Japan has increased the penalty for the crime of “insulting,” which now carries a possible one year in prison and a fine of 300,000 yen (about $2,600). The statute of limitations was also extended from one year to three years. Previously, the maximum sentence was less than 30 days in prison and a fine of 10,000 JPY (US$75).
The change (opens in new tab) on the Japanese Criminal Code was approved on Monday by the ruling coalition of the Liberal Democratic Party and Komeito, supported by various smaller parties, and will come into force 20 days after approval (Thank you NHK Japan (opens in new tab)).
While this applies to both online and real-world insults, the public debate began in 2020 after the suicide of reality TV star Hana Kimura, a 22-year-old wrestler who starred in the Netflix series Terrace House. Kimura’s death sparked outrage (opens in new tab) about the online abuse and harassment she was subjected to, some of which she shared online on the day of her death, and Japanese lawmakers vowed to speed up consultations to update their laws to take account of the cyberbullying phenomenon wear.
Three men were investigated in connection with Kimura’s death. Two paid fines of 9,000 yen.
The amendment only passed after lawmakers agreed to add a provision, a three-year “sunset clause,” ordering the changes to be reconsidered. This is because there are many opponents who argue that it could be used to stifle freedom of expression and stifle criticism of powerful figures.
There’s also the age-old problem of what exactly constitutes an insult.
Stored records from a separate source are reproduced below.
//! SETTINGS frame (RFC 7540 §6.5).

use crate::error::Error;
use crate::flags::SettingsFlags;
use crate::header::FrameHeader;

const ENTRY_LEN: usize = 6;

/// Well-known SETTINGS identifiers. Wire values start at 1
/// (`HEADER_TABLE_SIZE = 0x1`), *not* at the enum's ordinal, a frequent
/// source of off-by-one bugs when an implementation serializes the
/// discriminant instead of the explicit value below.
#[derive(Debug, Clone, Copy, PartialEq, Eq, Hash)]
#[repr(u16)]
pub enum SettingsParameter {
    HeaderTableSize = 0x1,
    EnablePush = 0x2,
    MaxConcurrentStreams = 0x3,
    InitialWindowSize = 0x4,
    MaxFrameSize = 0x5,
    MaxHeaderListSize = 0x6,
}

impl SettingsParameter {
    pub fn from_wire(id: u16) -> Option<Self> {
        use SettingsParameter::*;
        Some(match id {
            0x1 => HeaderTableSize,
            0x2 => EnablePush,
            0x3 => MaxConcurrentStreams,
            0x4 => InitialWindowSize,
            0x5 => MaxFrameSize,
            0x6 => MaxHeaderListSize,
            _ => return None,
        })
    }

    pub fn wire_value(self) -> u16 {
        self as u16
    }
}

/// A SETTINGS frame. Entries are kept as raw `(identifier, value)` pairs in
/// wire order, duplicates included. Later entries override earlier ones
/// only when the caller applies them, not here. Unknown identifiers are
/// preserved rather than dropped.
#[derive(Debug, Clone, PartialEq, Eq, Default)]
pub struct SettingsFrame {
    pub ack: bool,
    pub params: Vec<(u16, u32)>,
}

impl SettingsFrame {
    pub fn decode(header: &FrameHeader, payload: &[u8]) -> Result<Self, Error> {
        if header.stream_id != 0 {
            return Err(Error::ProtocolError {
                reason: "SETTINGS on non-zero stream".into(),
                header: Some(*header),
            });
        }
        let flags = SettingsFlags::from_bits_truncate(header.flags);
        let ack = flags.contains(SettingsFlags::ACK);

        if ack {
            if !payload.is_empty() {
                return Err(Error::ProtocolError {
                    reason: "SETTINGS ACK with non-empty payload".into(),
                    header: Some(*header),
                });
            }
            return Ok(Self {
                ack: true,
                params: Vec::new(),
            });
        }

        if payload.len() % ENTRY_LEN != 0 {
            return Err(Error::FrameSizeError(format!(
                "SETTINGS payload length {} not a multiple of {}",
                payload.len(),
                ENTRY_LEN
            )));
        }

        let mut params = Vec::with_capacity(payload.len() / ENTRY_LEN);
        for chunk in payload.chunks_exact(ENTRY_LEN) {
            let id = u16::from_be_bytes([chunk[0], chunk[1]]);
            let value = u32::from_be_bytes([chunk[2], chunk[3], chunk[4], chunk[5]]);
            params.push((id, value));
        }

        Ok(Self { ack: false, params })
    }

    pub fn encode_payload(&self) -> Vec<u8> {
        if self.ack {
            return Vec::new();
        }
        let mut out = Vec::with_capacity(self.params.len() * ENTRY_LEN);
        for (id, value) in &self.params {
            out.extend_from_slice(&id.to_be_bytes());
            out.extend_from_slice(&value.to_be_bytes());
        }
        out
    }

    pub fn wire_flags(&self) -> SettingsFlags {
        if self.ack {
            SettingsFlags::ACK
        } else {
            SettingsFlags::empty()
        }
    }
}
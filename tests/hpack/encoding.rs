//! Tests for HPACK encoding

use h2_frame_codec::{H2Header, HpackDecoder, HpackEncoder};

#[test]
fn test_encode_decode_roundtrip() {
    let mut encoder = HpackEncoder::new();
    let mut decoder = HpackDecoder::new();
    let headers = vec![
        H2Header::new(":status", "200"),
        H2Header::new("content-type", "application/json"),
    ];
    let encoded = encoder.encode(&headers);
    let decoded = decoder.decode(&encoded).unwrap();
    assert_eq!(decoded.len(), 2);
}

#[test]
fn test_encode_literal_header() {
    let mut encoder = HpackEncoder::new();
    let mut decoder = HpackDecoder::new();
    let headers = vec![H2Header::new("x-custom", "value")];
    let encoded = encoder.encode(&headers);
    let decoded = decoder.decode(&encoded).unwrap();
    assert_eq!(decoded[0].name, "x-custom");
}

#[test]
fn test_encode_indexed_header() {
    let mut encoder = HpackEncoder::new();
    let mut decoder = HpackDecoder::new();
    let headers = vec![H2Header::new(":method", "GET")];
    let encoded = encoder.encode(&headers);
    let decoded = decoder.decode(&encoded).unwrap();
    assert_eq!(decoded[0].value, "GET");
}

#[test]
fn test_encode_multiple_headers() {
    let mut encoder = HpackEncoder::new();
    let mut decoder = HpackDecoder::new();
    let headers = vec![
        H2Header::new(":method", "GET"),
        H2Header::new(":path", "/"),
        H2Header::new(":scheme", "https"),
    ];
    let encoded = encoder.encode(&headers);
    let decoded = decoder.decode(&encoded).unwrap();
    assert_eq!(decoded.len(), 3);
}

#[test]
fn test_encoder_new() {
    let encoder = HpackEncoder::new();
    assert!(std::mem::size_of_val(&encoder) > 0);
}

#[test]
fn test_decoder_new() {
    let decoder = HpackDecoder::new();
    assert!(std::mem::size_of_val(&decoder) > 0);
}

#[test]
fn test_h2header_new() {
    let header = H2Header::new("content-type", "text/html");
    assert_eq!(header.name, "content-type");
    assert_eq!(header.value, "text/html");
}

#[test]
fn test_h2header_clone() {
    let header = H2Header::new("host", "example.com");
    let cloned = header.clone();
    assert_eq!(cloned.name, header.name);
    assert_eq!(cloned.value, header.value);
}

#[test]
fn test_encode_decode_comprehensive_roundtrip() {
    // Comprehensive roundtrip with mixed pseudo + regular headers
    let mut encoder = HpackEncoder::new();
    let mut decoder = HpackDecoder::new();

    let headers = vec![
        H2Header::new(":status", "200"),
        H2Header::new("content-type", "application/json"),
        H2Header::new("x-request-id", "abc-123-def"),
        H2Header::new("set-cookie", "session=xyz"),
        H2Header::new("set-cookie", "theme=dark"),
    ];

    let encoded = encoder.encode(&headers);
    let decoded = decoder.decode(&encoded).unwrap();

    assert_eq!(decoded.len(), headers.len());
    for (orig, dec) in headers.iter().zip(decoded.iter()) {
        assert_eq!(orig.name, dec.name);
        assert_eq!(orig.value, dec.value);
    }
}
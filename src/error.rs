//! Error taxonomy for the frame codec.
//!
//! Every variant maps to exactly one of the error kinds in the codec's
//! design: `Truncated`/`ConnectionClosed` for short reads, `FrameSizeError`/
//! `MalformedPadding`/`MalformedHeader`/`ProtocolError` for shape violations,
//! `HpackError` for failures inside the header-compression collaborator, and
//! `UnknownType`/`TransportError` for the two non-fatal-by-default kinds.

use std::fmt;
use std::io;

use crate::header::FrameHeader;

/// Errors produced while parsing or serializing HTTP/2 frames.
///
/// Fatal variants (all but [`Error::UnknownType`]) are connection-fatal per
/// RFC 7540: the caller should tear down the connection, optionally after
/// sending a GOAWAY built from [`Error::header`].
#[derive(thiserror::Error, Debug)]
pub enum Error {
    /// The transport was closed cleanly (0 bytes read exactly at a frame
    /// boundary). Not itself an error condition for the connection, but
    /// distinct from [`Error::Truncated`] because no partial frame exists.
    #[error("connection closed")]
    ConnectionClosed,

    /// Fewer bytes were available than required for a header or payload.
    #[error("truncated frame: expected {expected} bytes, got {got}")]
    Truncated { expected: usize, got: usize },

    /// `length` exceeded `MAX_FRAME_SIZE`, a fixed-length frame had the
    /// wrong length, or a SETTINGS payload was not a multiple of 6.
    #[error("frame size error: {0}")]
    FrameSizeError(String),

    /// `pad_length >= remaining_payload_length`.
    #[error("malformed padding: pad_length {pad_length} >= remaining {remaining}")]
    MalformedPadding { pad_length: usize, remaining: usize },

    /// The 9-octet frame header itself could not be parsed.
    #[error("malformed frame header")]
    MalformedHeader,

    /// A stream-id or flag constraint for the frame's type was violated
    /// (e.g. SETTINGS on a non-zero stream, WINDOW_UPDATE increment of 0).
    #[error("protocol error: {reason}")]
    ProtocolError { reason: String, header: Option<FrameHeader> },

    /// The header-block fragment could not be decoded by the HPACK
    /// collaborator (e.g. a dynamic-table index out of range).
    #[error("hpack error: {0}")]
    HpackError(String),

    /// The header-block fragment for this frame exceeds the configured
    /// `max_header_block_size`.
    #[error("header block too large: {size} bytes (max {max})")]
    HeaderBlockTooLarge { size: usize, max: usize },

    /// `type` was not one of the ten known values. Non-fatal: the caller may
    /// discard `length` octets from the transport and continue.
    #[error("unknown frame type {frame_type:#x}")]
    UnknownType { frame_type: u8, header: FrameHeader },

    /// Propagated from the transport collaborator.
    #[error("transport error: {0}")]
    TransportError(#[from] io::Error),
}

impl Error {
    /// The header parsed so far, if any, so the caller can build a
    /// compliant GOAWAY even after a payload-level failure.
    pub fn header(&self) -> Option<&FrameHeader> {
        match self {
            Error::ProtocolError { header, .. } => header.as_ref(),
            Error::UnknownType { header, .. } => Some(header),
            _ => None,
        }
    }

    /// Whether this error is connection-fatal per RFC 7540. Only
    /// [`Error::UnknownType`] is not.
    pub fn is_fatal(&self) -> bool {
        !matches!(self, Error::UnknownType { .. })
    }
}

/// Wraps an HPACK decoder/encoder error whose concrete type belongs to the
/// (opaque, black-box) HPACK collaborator.
pub fn hpack_error(e: impl fmt::Debug) -> Error {
    Error::HpackError(format!("{:?}", e))
}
Article 231 of the Japanese Criminal Code (opens in new tab) does not really define ‘insults’ and says: “Anyone who publicly insults another, even if it does not state any facts, shall be punished with imprisonment without work or with a fine.” In Japan, there is also the crime of slander, which is more severely punished.
“There has to be a guideline that differentiates what counts as an insult,” said Japanese lawyer Seiho Cho said CNN (opens in new tab). “For example, even if someone is currently calling the leader of Japan an idiot, under the revised law that might be considered an insult.”
After the change was passed, Hana Kimura’s mother said at a news conference that she pushed for the change because the existing penalties weren’t severe enough. “I wanted people to know it was a crime,” said Kyoko Kimura (opens in new tab).